• _WORK INSTRUCTIONS_:
State the count of lines below featuring the word "glob", and write nothing further.

==== DATA FOR THIS EXERCISE ====

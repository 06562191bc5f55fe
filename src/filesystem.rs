//! # FileSystem
//!
//! A backend instance: one driver, wrapped in its [`SchemeAdapter`], plus the
//! options it was built with.
//!
//! Every method accepts any [`PathLike`] and returns typed [`Path`]s. The
//! adapter order is fixed:
//!
//! 1. the argument is turned into its string form
//! 2. the scheme is stripped (for drivers that reject it)
//! 3. the driver runs
//! 4. the scheme is re-attached to returned paths (remote backends)
//! 5. returned strings become [`Path`]s that carry this instance's options
//!    and reuse it as their connection
//!
//! | Method | Alias |
//! |--------|-------|
//! | [`remove`](FileSystem::remove) | [`rm`](FileSystem::rm) |
//! | [`copy`](FileSystem::copy) | [`cp`](FileSystem::cp) |
//! | [`mv`](FileSystem::mv) | [`move_`](FileSystem::move_) |

use std::fmt;
use std::path::Path as StdPath;
use std::sync::Arc;

use crate::layer::SchemeAdapter;
use crate::{
    BackendKind, Driver, FileHandle, FileInfo, FsError, LayerExt, OpenMode, Path, PathLike,
    Registry, Resolver, SchemeLayer, StorageOptions,
};

struct Inner {
    kind: BackendKind,
    scheme: String,
    options: StorageOptions,
    driver: SchemeAdapter<Box<dyn Driver>>,
    registry: Registry,
    // Id of the resolver that built the instance; 0 if none.
    origin: u64,
}

/// A ready-to-use backend instance.
///
/// Cheap to clone; clones share the driver.
#[derive(Clone)]
pub struct FileSystem {
    inner: Arc<Inner>,
}

impl FileSystem {
    /// Wrap a raw driver for `scheme`.
    ///
    /// `registry` types the paths this instance returns.
    pub fn new(
        kind: BackendKind,
        scheme: &str,
        options: StorageOptions,
        driver: Box<dyn Driver>,
        registry: Registry,
    ) -> Self {
        let driver = driver.layer(SchemeLayer::for_kind(&kind, scheme));
        Self {
            inner: Arc::new(Inner {
                kind,
                scheme: scheme.to_string(),
                options,
                driver,
                registry,
                origin: 0,
            }),
        }
    }

    pub(crate) fn resolved_through(mut self, resolver_id: u64) -> Self {
        if let Some(inner) = Arc::get_mut(&mut self.inner) {
            inner.origin = resolver_id;
        }
        self
    }

    pub(crate) fn resolved_by(&self, resolver: &Resolver) -> bool {
        self.inner.origin == resolver.id()
    }

    /// The scheme this instance was resolved for.
    pub fn scheme(&self) -> &str {
        &self.inner.scheme
    }

    /// The backend kind.
    pub fn kind(&self) -> BackendKind {
        self.inner.kind
    }

    /// Returns `true` for remote backends.
    pub fn is_remote(&self) -> bool {
        self.inner.kind.is_remote()
    }

    /// Returns `true` if the driver takes scheme-qualified paths verbatim.
    pub fn supports_scheme(&self) -> bool {
        self.inner.kind.supports_scheme()
    }

    /// The merged options the instance was built with.
    pub fn options(&self) -> &StorageOptions {
        &self.inner.options
    }

    /// The adapted driver, for string-level access.
    pub fn driver(&self) -> &dyn Driver {
        &self.inner.driver
    }

    /// Returns `true` if both handles share one instance.
    pub fn ptr_eq(&self, other: &FileSystem) -> bool {
        Arc::ptr_eq(&self.inner, &other.inner)
    }

    fn typed(&self, raw: String) -> Result<Path, FsError> {
        Ok(match Path::parse_in(&raw, &self.inner.registry)? {
            Path::Remote(p) => Path::Remote(
                p.with_storage_options(self.inner.options.clone())
                    .with_connection(self.clone()),
            ),
            local => local,
        })
    }

    fn typed_all(&self, raw: Vec<String>) -> Result<Vec<Path>, FsError> {
        raw.into_iter().map(|s| self.typed(s)).collect()
    }

    /// Open a file.
    pub fn open(&self, path: impl PathLike, mode: OpenMode) -> Result<FileHandle, FsError> {
        self.inner.driver.open(&path.to_path_string(), mode)
    }

    /// Returns `true` if the path exists.
    pub fn exists(&self, path: impl PathLike) -> Result<bool, FsError> {
        self.inner.driver.exists(&path.to_path_string())
    }

    /// Immediate children, sorted.
    pub fn ls(&self, path: impl PathLike) -> Result<Vec<Path>, FsError> {
        self.typed_all(self.inner.driver.ls(&path.to_path_string())?)
    }

    /// Remove a file or directory.
    pub fn remove(&self, path: impl PathLike, recursive: bool) -> Result<(), FsError> {
        self.inner.driver.remove(&path.to_path_string(), recursive)
    }

    /// Alias of [`remove`](Self::remove).
    pub fn rm(&self, path: impl PathLike, recursive: bool) -> Result<(), FsError> {
        self.remove(path, recursive)
    }

    /// Copy a file.
    pub fn copy(&self, from: impl PathLike, to: impl PathLike) -> Result<(), FsError> {
        self.inner
            .driver
            .copy(&from.to_path_string(), &to.to_path_string())
    }

    /// Alias of [`copy`](Self::copy).
    pub fn cp(&self, from: impl PathLike, to: impl PathLike) -> Result<(), FsError> {
        self.copy(from, to)
    }

    /// Move a file or directory.
    pub fn mv(&self, from: impl PathLike, to: impl PathLike) -> Result<(), FsError> {
        self.inner
            .driver
            .mv(&from.to_path_string(), &to.to_path_string())
    }

    /// Alias of [`mv`](Self::mv).
    pub fn move_(&self, from: impl PathLike, to: impl PathLike) -> Result<(), FsError> {
        self.mv(from, to)
    }

    /// Create a directory and its parents.
    pub fn makedirs(&self, path: impl PathLike, exist_ok: bool) -> Result<(), FsError> {
        self.inner.driver.makedirs(&path.to_path_string(), exist_ok)
    }

    /// Remove an empty directory.
    pub fn rmdir(&self, path: impl PathLike) -> Result<(), FsError> {
        self.inner.driver.rmdir(&path.to_path_string())
    }

    /// Size, kind and modification time.
    pub fn info(&self, path: impl PathLike) -> Result<FileInfo, FsError> {
        self.inner.driver.info(&path.to_path_string())
    }

    /// Every file below `path`.
    pub fn walk(&self, path: impl PathLike) -> Result<Vec<Path>, FsError> {
        self.typed_all(self.inner.driver.walk(&path.to_path_string())?)
    }

    /// Expand a glob pattern.
    pub fn glob(&self, pattern: impl PathLike) -> Result<Vec<Path>, FsError> {
        self.typed_all(self.inner.driver.glob(&pattern.to_path_string())?)
    }

    /// Create an empty file if missing.
    pub fn touch(&self, path: impl PathLike) -> Result<(), FsError> {
        self.inner.driver.touch(&path.to_path_string())
    }

    /// Upload a local file.
    pub fn put(&self, local: impl AsRef<StdPath>, remote: impl PathLike) -> Result<(), FsError> {
        self.inner
            .driver
            .put(local.as_ref(), &remote.to_path_string())
    }

    /// Download to a local file.
    pub fn get(&self, remote: impl PathLike, local: impl AsRef<StdPath>) -> Result<(), FsError> {
        self.inner
            .driver
            .get(&remote.to_path_string(), local.as_ref())
    }
}

impl fmt::Debug for FileSystem {
    fn fmt(&self, f: &mut fmt::Formatter<'_>) -> fmt::Result {
        f.debug_struct("FileSystem")
            .field("scheme", &self.inner.scheme)
            .field("backend", &self.inner.kind.name())
            .field("options", &self.inner.options.keys().collect::<Vec<_>>())
            .finish()
    }
}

====

• _ANSWER TO THE PROBLEM_:
3